- [Exercise] The records below should be set down in full, please, without any change.

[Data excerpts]
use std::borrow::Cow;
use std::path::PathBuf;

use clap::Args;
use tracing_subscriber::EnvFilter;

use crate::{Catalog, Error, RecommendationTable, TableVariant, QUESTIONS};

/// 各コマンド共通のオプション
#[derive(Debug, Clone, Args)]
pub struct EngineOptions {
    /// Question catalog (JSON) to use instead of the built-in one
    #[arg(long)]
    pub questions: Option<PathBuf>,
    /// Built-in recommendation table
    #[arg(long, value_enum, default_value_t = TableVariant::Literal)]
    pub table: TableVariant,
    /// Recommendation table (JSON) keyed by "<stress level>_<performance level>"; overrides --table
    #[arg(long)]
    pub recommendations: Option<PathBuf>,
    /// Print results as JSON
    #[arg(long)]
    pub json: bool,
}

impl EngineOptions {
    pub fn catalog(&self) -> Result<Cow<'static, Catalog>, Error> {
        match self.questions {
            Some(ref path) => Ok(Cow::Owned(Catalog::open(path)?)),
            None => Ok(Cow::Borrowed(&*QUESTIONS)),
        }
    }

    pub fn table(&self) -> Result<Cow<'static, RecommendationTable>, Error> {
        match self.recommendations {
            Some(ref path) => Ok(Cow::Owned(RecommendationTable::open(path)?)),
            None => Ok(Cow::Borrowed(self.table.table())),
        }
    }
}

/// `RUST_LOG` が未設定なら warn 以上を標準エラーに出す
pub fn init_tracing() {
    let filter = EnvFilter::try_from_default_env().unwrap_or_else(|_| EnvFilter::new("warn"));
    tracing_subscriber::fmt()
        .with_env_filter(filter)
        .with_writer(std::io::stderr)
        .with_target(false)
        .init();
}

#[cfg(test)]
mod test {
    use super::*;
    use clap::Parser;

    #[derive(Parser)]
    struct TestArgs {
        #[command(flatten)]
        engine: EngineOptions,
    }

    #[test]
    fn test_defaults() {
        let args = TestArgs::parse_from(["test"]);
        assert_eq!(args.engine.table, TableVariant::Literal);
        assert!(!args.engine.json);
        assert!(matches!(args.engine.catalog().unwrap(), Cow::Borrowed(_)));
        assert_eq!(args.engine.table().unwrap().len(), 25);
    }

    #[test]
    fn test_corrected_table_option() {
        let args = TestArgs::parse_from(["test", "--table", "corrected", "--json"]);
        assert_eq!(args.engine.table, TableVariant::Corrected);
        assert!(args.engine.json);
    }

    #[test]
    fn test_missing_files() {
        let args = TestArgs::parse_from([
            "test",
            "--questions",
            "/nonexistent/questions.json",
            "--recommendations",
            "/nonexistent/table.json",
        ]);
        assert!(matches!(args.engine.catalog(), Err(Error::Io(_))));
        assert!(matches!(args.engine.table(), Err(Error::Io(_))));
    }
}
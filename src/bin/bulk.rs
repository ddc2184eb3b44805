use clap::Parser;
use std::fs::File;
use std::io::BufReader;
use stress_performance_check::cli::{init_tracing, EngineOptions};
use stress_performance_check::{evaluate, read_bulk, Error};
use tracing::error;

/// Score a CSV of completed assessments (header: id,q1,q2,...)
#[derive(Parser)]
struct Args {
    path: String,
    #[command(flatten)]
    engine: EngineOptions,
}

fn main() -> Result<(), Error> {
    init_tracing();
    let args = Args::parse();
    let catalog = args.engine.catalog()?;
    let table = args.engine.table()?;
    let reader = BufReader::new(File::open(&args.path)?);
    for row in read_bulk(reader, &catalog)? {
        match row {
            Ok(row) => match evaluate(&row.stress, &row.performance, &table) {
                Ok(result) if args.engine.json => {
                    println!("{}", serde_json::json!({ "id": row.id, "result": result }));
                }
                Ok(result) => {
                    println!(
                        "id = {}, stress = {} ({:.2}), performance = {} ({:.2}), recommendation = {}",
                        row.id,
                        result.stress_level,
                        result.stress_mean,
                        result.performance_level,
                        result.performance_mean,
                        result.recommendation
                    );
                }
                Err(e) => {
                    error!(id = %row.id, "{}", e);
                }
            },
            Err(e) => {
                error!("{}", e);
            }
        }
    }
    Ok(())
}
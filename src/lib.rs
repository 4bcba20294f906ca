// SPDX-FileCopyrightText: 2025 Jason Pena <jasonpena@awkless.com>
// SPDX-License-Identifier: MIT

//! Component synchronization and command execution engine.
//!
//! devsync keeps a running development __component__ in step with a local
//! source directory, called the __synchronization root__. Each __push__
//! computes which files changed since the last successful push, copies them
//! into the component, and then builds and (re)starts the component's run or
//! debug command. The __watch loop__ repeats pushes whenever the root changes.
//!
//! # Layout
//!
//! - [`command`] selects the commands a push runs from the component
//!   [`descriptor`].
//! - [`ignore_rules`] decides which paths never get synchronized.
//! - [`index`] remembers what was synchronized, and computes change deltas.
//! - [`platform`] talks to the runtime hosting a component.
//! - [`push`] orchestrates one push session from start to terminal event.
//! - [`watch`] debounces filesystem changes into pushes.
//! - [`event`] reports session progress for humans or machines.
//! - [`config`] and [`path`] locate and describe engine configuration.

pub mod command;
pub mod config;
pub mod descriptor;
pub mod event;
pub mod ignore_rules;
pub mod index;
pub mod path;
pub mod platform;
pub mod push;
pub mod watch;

- [Answer to this task]
use std::borrow::Cow;
use std::path::PathBuf;

use clap::Args;
use tracing_subscriber::EnvFilter;

use crate::{Catalog, Error, RecommendationTable, TableVariant, QUESTIONS};

/// 各コマンド共通のオプション
#[derive(Debug, Clone, Args)]
pub struct EngineOptions {
    /// Question catalog (JSON) to use instead of the built-in one
    #[arg(long)]
    pub questions: Option<PathBuf>,
    /// Built-in recommendation table
    #[arg(long, value_enum, default_value_t = TableVariant::Literal)]
    pub table: TableVariant,
    /// Recommendation table (JSON) keyed by "<stress level>_<performance level>"; overrides --table
    #[arg(long)]
    pub recommendations: Option<PathBuf>,
    /// Print results as JSON
    #[arg(long)]
    pub json: bool,
}

impl EngineOptions {
    pub fn catalog(&self) -> Result<Cow<'static, Catalog>, Error> {
        match self.questions {
            Some(ref path) => Ok(Cow::Owned(Catalog::open(path)?)),
            None => Ok(Cow::Borrowed(&*QUESTIONS)),
        }
    }

    pub fn table(&self) -> Result<Cow<'static, RecommendationTable>, Error> {
        match self.recommendations {
            Some(ref path) => Ok(Cow::Owned(RecommendationTable::open(path)?)),
            None => Ok(Cow::Borrowed(self.table.table())),
        }
    }
}

/// `RUST_LOG` が未設定なら warn 以上を標準エラーに出す
pub fn init_tracing() {
    let filter = EnvFilter::try_from_default_env().unwrap_or_else(|_| EnvFilter::new("warn"));
    tracing_subscriber::fmt()
        .with_env_filter(filter)
        .with_writer(std::io::stderr)
        .with_target(false)
        .init();
}

#[cfg(test)]
mod test {
    use super::*;
    use clap::Parser;

    #[derive(Parser)]
    struct TestArgs {
        #[command(flatten)]
        engine: EngineOptions,
    }

    #[test]
    fn test_defaults() {
        let args = TestArgs::parse_from(["test"]);
        assert_eq!(args.engine.table, TableVariant::Literal);
        assert!(!args.engine.json);
        assert!(matches!(args.engine.catalog().unwrap(), Cow::Borrowed(_)));
        assert_eq!(args.engine.table().unwrap().len(), 25);
    }

    #[test]
    fn test_corrected_table_option() {
        let args = TestArgs::parse_from(["test", "--table", "corrected", "--json"]);
        assert_eq!(args.engine.table, TableVariant::Corrected);
        assert!(args.engine.json);
    }

    #[test]
    fn test_missing_files() {
        let args = TestArgs::parse_from([
            "test",
            "--questions",
            "/nonexistent/questions.json",
            "--recommendations",
            "/nonexistent/table.json",
        ]);
        assert!(matches!(args.engine.catalog(), Err(Error::Io(_))));
        assert!(matches!(args.engine.table(), Err(Error::Io(_))));
    }
}
filename src/bin/bulk.rs
repository ddc2184eb3b44805
use clap::Parser;
use std::fs::File;
use std::io::BufReader;
use stress_performance_check::cli::{init_tracing, EngineOptions};
use stress_performance_check::{evaluate, read_bulk, Error};
use tracing::error;

/// Score a CSV of completed assessments (header: id,q1,q2,...)
#[derive(Parser)]
struct Args {
    path: String,
    #[command(flatten)]
    engine: EngineOptions,
}

fn main() -> Result<(), Error> {
    init_tracing();
    let args = Args::parse();
    let catalog = args.engine.catalog()?;
    let table = args.engine.table()?;
    let reader = BufReader::new(File::open(&args.path)?);
    for row in read_bulk(reader, &catalog)? {
        match row {
            Ok(row) => match evaluate(&row.stress, &row.performance, &table) {
                Ok(result) if args.engine.json => {
                    println!("{}", serde_json::json!({ "id": row.id, "result": result }));
                }
                Ok(result) => {
                    println!(
                        "id = {}, stress = {} ({:.2}), performance = {} ({:.2}), recommendation = {}",
                        row.id,
                        result.stress_level,
                        result.stress_mean,
                        result.performance_level,
                        result.performance_mean,
                        result.recommendation
                    );
                }
                Err(e) => {
                    error!(id = %row.id, "{}", e);
                }
            },
            Err(e) => {
                error!("{}", e);
            }
        }
    }
    Ok(())
}
filename src/lib.rs
repository 4bcba20294f906ca
// SPDX-FileCopyrightText: 2025 Jason Pena <jasonpena@awkless.com>
// SPDX-License-Identifier: MIT

//! Component synchronization and command execution engine.
//!
//! devsync keeps a running development __component__ in step with a local
//! source directory, called the __synchronization root__. Each __push__
//! computes which files changed since the last successful push, copies them
//! into the component, and then builds and (re)starts the component's run or
//! debug command. The __watch loop__ repeats pushes whenever the root changes.
//!
//! # Layout
//!
//! - [`command`] selects the commands a push runs from the component
//!   [`descriptor`].
//! - [`ignore_rules`] decides which paths never get synchronized.
//! - [`index`] remembers what was synchronized, and computes change deltas.
//! - [`platform`] talks to the runtime hosting a component.
//! - [`push`] orchestrates one push session from start to terminal event.
//! - [`watch`] debounces filesystem changes into pushes.
//! - [`event`] reports session progress for humans or machines.
//! - [`config`] and [`path`] locate and describe engine configuration.

pub mod command;
pub mod config;
pub mod descriptor;
pub mod event;
pub mod ignore_rules;
pub mod index;
pub mod path;
pub mod platform;
pub mod push;
pub mod watch;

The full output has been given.